:: What to do ::
Which lines in the data below contain the word "plus"? Return each of them.

:: Dataset extract ::
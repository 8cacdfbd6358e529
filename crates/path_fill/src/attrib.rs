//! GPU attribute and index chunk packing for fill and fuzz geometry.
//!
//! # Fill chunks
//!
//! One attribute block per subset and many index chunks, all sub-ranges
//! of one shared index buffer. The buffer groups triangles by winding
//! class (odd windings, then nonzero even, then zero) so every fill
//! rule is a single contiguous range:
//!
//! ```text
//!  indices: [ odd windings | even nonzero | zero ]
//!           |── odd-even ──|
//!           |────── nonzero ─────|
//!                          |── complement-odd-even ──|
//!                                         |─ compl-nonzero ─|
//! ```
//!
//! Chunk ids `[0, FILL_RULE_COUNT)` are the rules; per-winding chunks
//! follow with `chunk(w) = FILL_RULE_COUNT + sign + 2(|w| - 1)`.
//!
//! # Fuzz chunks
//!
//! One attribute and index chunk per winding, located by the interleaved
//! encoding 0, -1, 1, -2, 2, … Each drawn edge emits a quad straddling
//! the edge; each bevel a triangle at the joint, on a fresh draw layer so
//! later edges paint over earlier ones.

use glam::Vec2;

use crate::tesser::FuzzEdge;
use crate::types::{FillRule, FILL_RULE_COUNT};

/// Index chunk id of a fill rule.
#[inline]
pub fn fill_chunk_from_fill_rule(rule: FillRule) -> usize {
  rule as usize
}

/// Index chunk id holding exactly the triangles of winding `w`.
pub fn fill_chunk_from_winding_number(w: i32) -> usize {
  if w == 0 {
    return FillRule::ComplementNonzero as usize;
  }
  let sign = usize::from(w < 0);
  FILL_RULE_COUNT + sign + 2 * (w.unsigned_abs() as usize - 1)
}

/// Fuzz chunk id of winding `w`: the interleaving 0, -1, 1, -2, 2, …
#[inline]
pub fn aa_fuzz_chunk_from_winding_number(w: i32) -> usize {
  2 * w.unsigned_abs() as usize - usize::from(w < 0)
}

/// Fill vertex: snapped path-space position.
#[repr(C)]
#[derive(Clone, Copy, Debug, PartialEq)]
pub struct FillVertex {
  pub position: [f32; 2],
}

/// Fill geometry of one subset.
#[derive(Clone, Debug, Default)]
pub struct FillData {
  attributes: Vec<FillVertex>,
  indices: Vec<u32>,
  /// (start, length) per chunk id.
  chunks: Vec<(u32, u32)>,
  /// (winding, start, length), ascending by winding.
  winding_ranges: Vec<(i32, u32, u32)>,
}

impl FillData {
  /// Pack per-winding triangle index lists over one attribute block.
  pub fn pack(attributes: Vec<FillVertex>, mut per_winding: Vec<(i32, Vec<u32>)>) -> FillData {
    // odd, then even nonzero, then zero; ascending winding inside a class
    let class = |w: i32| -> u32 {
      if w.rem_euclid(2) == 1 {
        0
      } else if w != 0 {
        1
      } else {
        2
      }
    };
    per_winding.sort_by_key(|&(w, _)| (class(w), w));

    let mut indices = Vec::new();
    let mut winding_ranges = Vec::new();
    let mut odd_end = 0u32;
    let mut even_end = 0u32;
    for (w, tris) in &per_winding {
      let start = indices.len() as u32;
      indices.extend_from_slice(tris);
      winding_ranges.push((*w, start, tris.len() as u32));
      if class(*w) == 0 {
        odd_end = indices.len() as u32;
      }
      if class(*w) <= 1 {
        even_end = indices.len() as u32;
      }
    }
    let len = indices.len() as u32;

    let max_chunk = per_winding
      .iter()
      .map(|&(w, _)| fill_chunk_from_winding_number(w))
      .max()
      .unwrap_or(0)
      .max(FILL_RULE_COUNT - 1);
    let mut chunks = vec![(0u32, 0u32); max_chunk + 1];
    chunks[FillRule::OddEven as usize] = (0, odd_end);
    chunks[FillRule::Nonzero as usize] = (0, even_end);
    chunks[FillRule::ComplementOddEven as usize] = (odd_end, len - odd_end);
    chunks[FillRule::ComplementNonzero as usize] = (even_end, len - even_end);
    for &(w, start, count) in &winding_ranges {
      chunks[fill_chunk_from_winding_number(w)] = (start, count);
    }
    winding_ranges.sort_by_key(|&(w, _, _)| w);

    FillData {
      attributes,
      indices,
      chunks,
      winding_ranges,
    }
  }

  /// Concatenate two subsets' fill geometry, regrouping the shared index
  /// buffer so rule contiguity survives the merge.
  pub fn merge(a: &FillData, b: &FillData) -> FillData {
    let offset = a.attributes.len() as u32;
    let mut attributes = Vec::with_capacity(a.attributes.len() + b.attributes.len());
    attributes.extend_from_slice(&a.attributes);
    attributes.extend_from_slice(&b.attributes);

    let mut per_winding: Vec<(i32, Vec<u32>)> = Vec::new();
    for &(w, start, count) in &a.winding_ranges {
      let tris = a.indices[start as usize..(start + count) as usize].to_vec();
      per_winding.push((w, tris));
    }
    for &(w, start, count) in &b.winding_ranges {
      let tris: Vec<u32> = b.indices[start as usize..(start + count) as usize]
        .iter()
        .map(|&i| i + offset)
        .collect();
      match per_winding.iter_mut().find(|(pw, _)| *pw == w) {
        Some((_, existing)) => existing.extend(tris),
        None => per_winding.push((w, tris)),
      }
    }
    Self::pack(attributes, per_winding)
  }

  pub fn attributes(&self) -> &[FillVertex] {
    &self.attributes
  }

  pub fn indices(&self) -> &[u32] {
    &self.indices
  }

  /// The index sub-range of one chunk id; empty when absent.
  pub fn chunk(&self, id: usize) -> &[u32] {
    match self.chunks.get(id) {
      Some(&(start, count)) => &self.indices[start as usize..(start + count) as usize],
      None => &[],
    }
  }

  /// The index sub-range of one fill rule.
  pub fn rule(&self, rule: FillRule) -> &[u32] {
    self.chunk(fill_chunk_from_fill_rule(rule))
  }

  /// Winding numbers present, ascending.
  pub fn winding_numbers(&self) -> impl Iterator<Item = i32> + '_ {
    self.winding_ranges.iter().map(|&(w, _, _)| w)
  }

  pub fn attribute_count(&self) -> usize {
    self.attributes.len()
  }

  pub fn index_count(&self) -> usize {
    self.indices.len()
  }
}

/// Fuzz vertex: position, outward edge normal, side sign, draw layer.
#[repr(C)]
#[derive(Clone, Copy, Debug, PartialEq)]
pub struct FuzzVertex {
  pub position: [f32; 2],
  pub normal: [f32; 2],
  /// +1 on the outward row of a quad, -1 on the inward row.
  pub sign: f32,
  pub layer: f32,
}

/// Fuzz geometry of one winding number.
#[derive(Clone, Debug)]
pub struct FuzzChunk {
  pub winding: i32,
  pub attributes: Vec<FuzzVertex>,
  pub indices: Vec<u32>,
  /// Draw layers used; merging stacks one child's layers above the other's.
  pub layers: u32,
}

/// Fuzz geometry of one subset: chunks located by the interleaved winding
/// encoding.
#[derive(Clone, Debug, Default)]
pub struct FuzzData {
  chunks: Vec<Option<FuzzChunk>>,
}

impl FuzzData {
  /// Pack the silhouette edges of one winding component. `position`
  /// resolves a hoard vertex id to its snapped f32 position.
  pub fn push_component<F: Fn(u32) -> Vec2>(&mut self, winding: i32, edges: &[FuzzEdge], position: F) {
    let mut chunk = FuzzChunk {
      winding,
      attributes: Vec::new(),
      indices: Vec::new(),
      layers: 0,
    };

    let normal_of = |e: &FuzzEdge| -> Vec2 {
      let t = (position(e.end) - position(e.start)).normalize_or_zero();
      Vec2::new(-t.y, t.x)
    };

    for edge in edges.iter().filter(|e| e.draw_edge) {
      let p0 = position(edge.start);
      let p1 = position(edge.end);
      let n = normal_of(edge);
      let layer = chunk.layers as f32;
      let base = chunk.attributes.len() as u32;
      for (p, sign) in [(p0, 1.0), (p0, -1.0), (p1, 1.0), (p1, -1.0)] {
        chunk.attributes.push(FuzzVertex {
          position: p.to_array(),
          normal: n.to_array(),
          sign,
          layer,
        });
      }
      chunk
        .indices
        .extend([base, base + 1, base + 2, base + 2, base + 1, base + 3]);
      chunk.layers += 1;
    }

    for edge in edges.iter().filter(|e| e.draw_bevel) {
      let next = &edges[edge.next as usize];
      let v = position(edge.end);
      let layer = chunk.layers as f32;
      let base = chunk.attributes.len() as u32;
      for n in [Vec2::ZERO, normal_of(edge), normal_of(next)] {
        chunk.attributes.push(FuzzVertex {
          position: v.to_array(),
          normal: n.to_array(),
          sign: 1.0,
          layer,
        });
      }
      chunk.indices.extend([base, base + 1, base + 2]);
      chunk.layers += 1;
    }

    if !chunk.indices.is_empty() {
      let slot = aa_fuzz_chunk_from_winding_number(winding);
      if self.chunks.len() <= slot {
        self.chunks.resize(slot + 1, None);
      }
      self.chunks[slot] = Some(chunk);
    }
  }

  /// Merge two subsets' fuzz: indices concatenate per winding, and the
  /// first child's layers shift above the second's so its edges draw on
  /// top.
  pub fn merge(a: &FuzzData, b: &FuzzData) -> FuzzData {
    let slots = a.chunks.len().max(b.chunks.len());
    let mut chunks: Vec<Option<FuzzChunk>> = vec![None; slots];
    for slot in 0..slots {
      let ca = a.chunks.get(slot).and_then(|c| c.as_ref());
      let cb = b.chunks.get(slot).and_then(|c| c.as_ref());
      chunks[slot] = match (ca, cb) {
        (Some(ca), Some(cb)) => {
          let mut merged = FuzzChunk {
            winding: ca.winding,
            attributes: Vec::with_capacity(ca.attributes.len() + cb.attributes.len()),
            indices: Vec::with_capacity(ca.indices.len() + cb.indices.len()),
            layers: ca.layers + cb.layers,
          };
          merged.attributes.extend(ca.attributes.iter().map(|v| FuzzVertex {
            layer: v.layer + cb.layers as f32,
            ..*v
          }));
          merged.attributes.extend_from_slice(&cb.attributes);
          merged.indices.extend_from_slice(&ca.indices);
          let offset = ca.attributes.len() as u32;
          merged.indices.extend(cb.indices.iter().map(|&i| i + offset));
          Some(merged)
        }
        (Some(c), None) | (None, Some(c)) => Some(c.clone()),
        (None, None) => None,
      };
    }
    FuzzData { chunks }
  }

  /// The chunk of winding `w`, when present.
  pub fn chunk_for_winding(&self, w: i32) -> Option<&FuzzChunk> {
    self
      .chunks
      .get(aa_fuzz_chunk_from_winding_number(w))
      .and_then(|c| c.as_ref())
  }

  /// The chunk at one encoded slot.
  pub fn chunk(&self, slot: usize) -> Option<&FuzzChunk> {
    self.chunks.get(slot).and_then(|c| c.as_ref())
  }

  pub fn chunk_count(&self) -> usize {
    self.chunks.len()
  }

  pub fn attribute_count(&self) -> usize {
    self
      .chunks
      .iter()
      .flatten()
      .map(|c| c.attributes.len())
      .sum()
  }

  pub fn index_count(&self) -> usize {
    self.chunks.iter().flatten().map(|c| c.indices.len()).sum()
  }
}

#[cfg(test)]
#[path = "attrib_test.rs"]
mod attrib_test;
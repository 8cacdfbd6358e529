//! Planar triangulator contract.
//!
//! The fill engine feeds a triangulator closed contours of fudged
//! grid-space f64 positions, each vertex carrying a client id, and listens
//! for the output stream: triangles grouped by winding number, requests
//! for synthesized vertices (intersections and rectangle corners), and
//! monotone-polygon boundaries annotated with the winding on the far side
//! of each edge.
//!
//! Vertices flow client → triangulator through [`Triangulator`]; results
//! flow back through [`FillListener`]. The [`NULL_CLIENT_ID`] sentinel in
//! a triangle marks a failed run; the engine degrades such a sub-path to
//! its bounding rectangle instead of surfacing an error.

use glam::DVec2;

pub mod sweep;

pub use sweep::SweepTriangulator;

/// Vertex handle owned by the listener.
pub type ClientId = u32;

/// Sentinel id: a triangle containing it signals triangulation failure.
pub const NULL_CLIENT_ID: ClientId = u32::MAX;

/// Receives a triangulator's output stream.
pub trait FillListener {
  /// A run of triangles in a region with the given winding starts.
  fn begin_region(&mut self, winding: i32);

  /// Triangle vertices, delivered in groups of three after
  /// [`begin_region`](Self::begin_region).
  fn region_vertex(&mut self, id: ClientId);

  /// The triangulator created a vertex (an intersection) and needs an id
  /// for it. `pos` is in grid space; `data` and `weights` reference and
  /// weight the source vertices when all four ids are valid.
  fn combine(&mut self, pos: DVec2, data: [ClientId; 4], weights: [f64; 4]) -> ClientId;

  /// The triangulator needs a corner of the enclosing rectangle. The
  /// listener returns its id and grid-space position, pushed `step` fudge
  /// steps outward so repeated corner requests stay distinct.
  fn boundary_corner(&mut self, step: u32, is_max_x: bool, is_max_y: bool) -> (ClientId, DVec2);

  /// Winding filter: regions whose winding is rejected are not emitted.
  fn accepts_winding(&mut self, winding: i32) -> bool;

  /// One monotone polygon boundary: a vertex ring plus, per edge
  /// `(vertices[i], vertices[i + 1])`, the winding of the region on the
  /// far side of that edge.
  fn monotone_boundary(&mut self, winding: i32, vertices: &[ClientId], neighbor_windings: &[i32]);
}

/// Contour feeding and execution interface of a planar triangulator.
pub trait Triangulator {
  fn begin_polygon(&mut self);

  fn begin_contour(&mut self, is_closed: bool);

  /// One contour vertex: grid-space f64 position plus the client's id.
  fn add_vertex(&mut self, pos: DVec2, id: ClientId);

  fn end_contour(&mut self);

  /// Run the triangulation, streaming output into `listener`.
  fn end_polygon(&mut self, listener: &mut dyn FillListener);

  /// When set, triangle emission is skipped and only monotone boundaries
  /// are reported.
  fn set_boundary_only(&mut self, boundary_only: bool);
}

:: Task response ::
  /// One monotone polygon boundary: a vertex ring plus, per edge
  /// One contour vertex: grid-space f64 position plus the client's id.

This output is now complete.